I’m getting ready to reinstall the rub rails on my 1940 Chris Craft Special Race boat.
However, it appears that during my restoration the length where the rub rails go got about 1/2" shorter. Do I just cut it and countersink the hole for the last screw where the two section meet?
The existing screw holes are pressed counter sunk in the rails. I’m not sure how to replicate that or if it is even necessary.
Thanks for any help.

This is a pitty responce, since there is a bit to unpack here. Shorter? Anyway, I would counter sink it to match. The screws want to be flat with the rail so they dont catch on anything. Also, while you at it, make sure its not a philips or Reed and prince screw, it should match. You can also replace the rub rail. Need a pic

Not sure why the wood gunnel is shorter, but it sounds like you will be drilling new holes for the rail screws. If you don’t already own one, purchase a Vix bit (also known as a self centering bit) of the correct size. Makes getting the screw in the center of the rail hole 1000 times easier.
vix bit

Did you look at trimming a little off the other ends of the rub rail? Do you have the wood backing under the stainless rub rail?

See picture.

This project was a complete rebuild, replacing 90% of the original wood which was broken, split, rotten or otherwise not useable. So all new holes along the rub rail. I’m going to have to get me one of those bits.
I looked at trimming the flat end but the holes in that area are within about 5/16" inch of the end. Yes I have wood baking under the stainless steel rub rail.

As far as using the Vix bit; I purchased all 3 sizes, (ya never know what else you might one day do) and with the rail in place bored about a 1/2" deep hole letting the bit center in the rail hole.
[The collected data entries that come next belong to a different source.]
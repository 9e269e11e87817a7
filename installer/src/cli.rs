//! CLI argument definitions for the service installer.
//!
//! This module defines the command-line interface using clap. It is separated
//! from the main entrypoint to keep the binary small and focused on
//! orchestration.

use crate::artefact::coordinate::ArtefactCoordinate;
use crate::artefact::error::ArtefactError;
use crate::config::InstallerConfig;
use camino::Utf8PathBuf;
use clap::{Args, Parser, Subcommand};
use log::LevelFilter;

/// Group used when `--group` is not given.
pub const DEFAULT_GROUP: &str = "uk.gov.hmrc";

/// Resolve and install service artefacts from a Maven-layout repository.
#[derive(Parser, Debug)]
#[command(name = "sm2-installer")]
#[command(version, about)]
#[command(long_about = concat!(
    "Resolve and install service artefacts from a Maven-layout repository.\n\n",
    "The installer reads maven-metadata.xml to find the latest release of an ",
    "artefact, trying newer Scala cross-build suffixes first when the name ",
    "carries one (auth_2.12 may resolve to auth_3 or auth_2.13). The archive is ",
    "downloaded to a staging file, checked against the checksum the repository ",
    "declares, and only then unpacked into the output directory.",
))]
#[command(after_help = concat!(
    "EXAMPLES:\n",
    "  Show the latest release of a service:\n",
    "    $ sm2-installer --repository-url https://repo.example.com/releases resolve auth_2.13\n\n",
    "  Install a service, pinning the Scala 2.13 build:\n",
    "    $ sm2-installer install auth_2.12 --variant 2.13 --output ~/.sm2/auth\n\n",
    "  Use a configuration file and require checksums:\n",
    "    $ sm2-installer -c sm2.toml --require-checksum install auth_2.13 -o /srv/auth\n",
))]
pub struct Cli {
    /// Subcommand to execute.
    #[command(subcommand)]
    pub command: Command,

    /// Options shared by every subcommand.
    #[command(flatten)]
    pub global: GlobalArgs,
}

/// Available subcommands.
#[derive(Subcommand, Debug, Clone)]
pub enum Command {
    /// Print the latest release of an artefact.
    Resolve(ArtefactArgs),

    /// Download, verify and unpack the latest release of an artefact.
    Install(InstallArgs),
}

/// Options shared by every subcommand.
#[derive(Args, Debug, Clone, Default)]
pub struct GlobalArgs {
    /// Configuration file (TOML).
    #[arg(short, long, value_name = "FILE", global = true)]
    pub config: Option<Utf8PathBuf>,

    /// Repository base URL, overriding the configuration file.
    #[arg(long, value_name = "URL", global = true)]
    pub repository_url: Option<String>,

    /// Archive download deadline in seconds.
    #[arg(long, value_name = "SECS", global = true)]
    pub timeout: Option<u64>,

    /// Reject archives served without a checksum header.
    #[arg(long, global = true)]
    pub require_checksum: bool,

    /// Increase log verbosity (repeatable: -v, -vv, -vvv).
    #[arg(
        short,
        long = "verbose",
        action = clap::ArgAction::Count,
        conflicts_with = "quiet",
        global = true
    )]
    pub verbosity: u8,

    /// Suppress progress output (errors still shown).
    #[arg(short, long, conflicts_with = "verbosity", global = true)]
    pub quiet: bool,
}

impl GlobalArgs {
    /// Apply command-line overrides on top of file configuration.
    ///
    /// # Examples
    ///
    /// ```
    /// use sm2_installer::cli::GlobalArgs;
    /// use sm2_installer::config::InstallerConfig;
    ///
    /// let args = GlobalArgs {
    ///     timeout: Some(60),
    ///     ..GlobalArgs::default()
    /// };
    /// let config = args.apply_overrides(InstallerConfig::default());
    /// assert_eq!(config.download_timeout_secs, 60);
    /// ```
    #[must_use]
    pub fn apply_overrides(&self, mut config: InstallerConfig) -> InstallerConfig {
        if let Some(url) = &self.repository_url {
            config.repository_url = Some(url.clone());
        }
        if let Some(timeout) = self.timeout {
            config.download_timeout_secs = timeout;
        }
        config.require_checksum |= self.require_checksum;
        config
    }

    /// The log level implied by `-q` and `-v`.
    #[must_use]
    pub fn log_level(&self) -> LevelFilter {
        if self.quiet {
            return LevelFilter::Error;
        }
        match self.verbosity {
            0 => LevelFilter::Warn,
            1 => LevelFilter::Info,
            2 => LevelFilter::Debug,
            _ => LevelFilter::Trace,
        }
    }
}

/// Identifies the artefact to work on.
#[derive(Args, Debug, Clone)]
pub struct ArtefactArgs {
    /// Artifact name, optionally with a Scala suffix (e.g. `auth_2.13`).
    #[arg(value_name = "ARTIFACT")]
    pub artifact: String,

    /// Group identifier.
    #[arg(short, long, value_name = "GROUP", default_value = DEFAULT_GROUP)]
    pub group: String,

    /// Try only this naming variant (e.g. `2.13`) instead of the fallback
    /// search.
    #[arg(long, value_name = "VARIANT")]
    pub variant: Option<String>,
}

impl ArtefactArgs {
    /// Build the coordinate these arguments describe.
    ///
    /// # Errors
    ///
    /// Returns [`ArtefactError`] for a blank or path-like group or artifact.
    pub fn coordinate(&self) -> Result<ArtefactCoordinate, ArtefactError> {
        let coordinate = ArtefactCoordinate::new(self.group.as_str(), self.artifact.as_str())?;
        Ok(match &self.variant {
            Some(variant) => coordinate.with_variant(variant.as_str()),
            None => coordinate,
        })
    }
}

/// Arguments for the install command.
#[derive(Args, Debug, Clone)]
pub struct InstallArgs {
    /// The artefact to install.
    #[command(flatten)]
    pub artefact: ArtefactArgs,

    /// Directory to unpack the archive into.
    #[arg(short, long, value_name = "DIR")]
    pub output: Utf8PathBuf,

    /// Top-level archive directory to report as the service root.
    #[arg(long, value_name = "NAME")]
    pub service_dir: Option<String>,
}

#[cfg(test)]
#[path = "cli_tests.rs"]
mod tests;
To finish the depth, I used a tapered bit of the correct diameter to match the screw, because the length of the Vix bit won’t get the hole deep enough, it will just be centered as you need it.

We always replicate the spray rails to the correct length and then install them where they belong bedded in 3M 4200. Bedding combats future rot. Use 4200 instead of 5200 so they can be released if/when necessary in the future.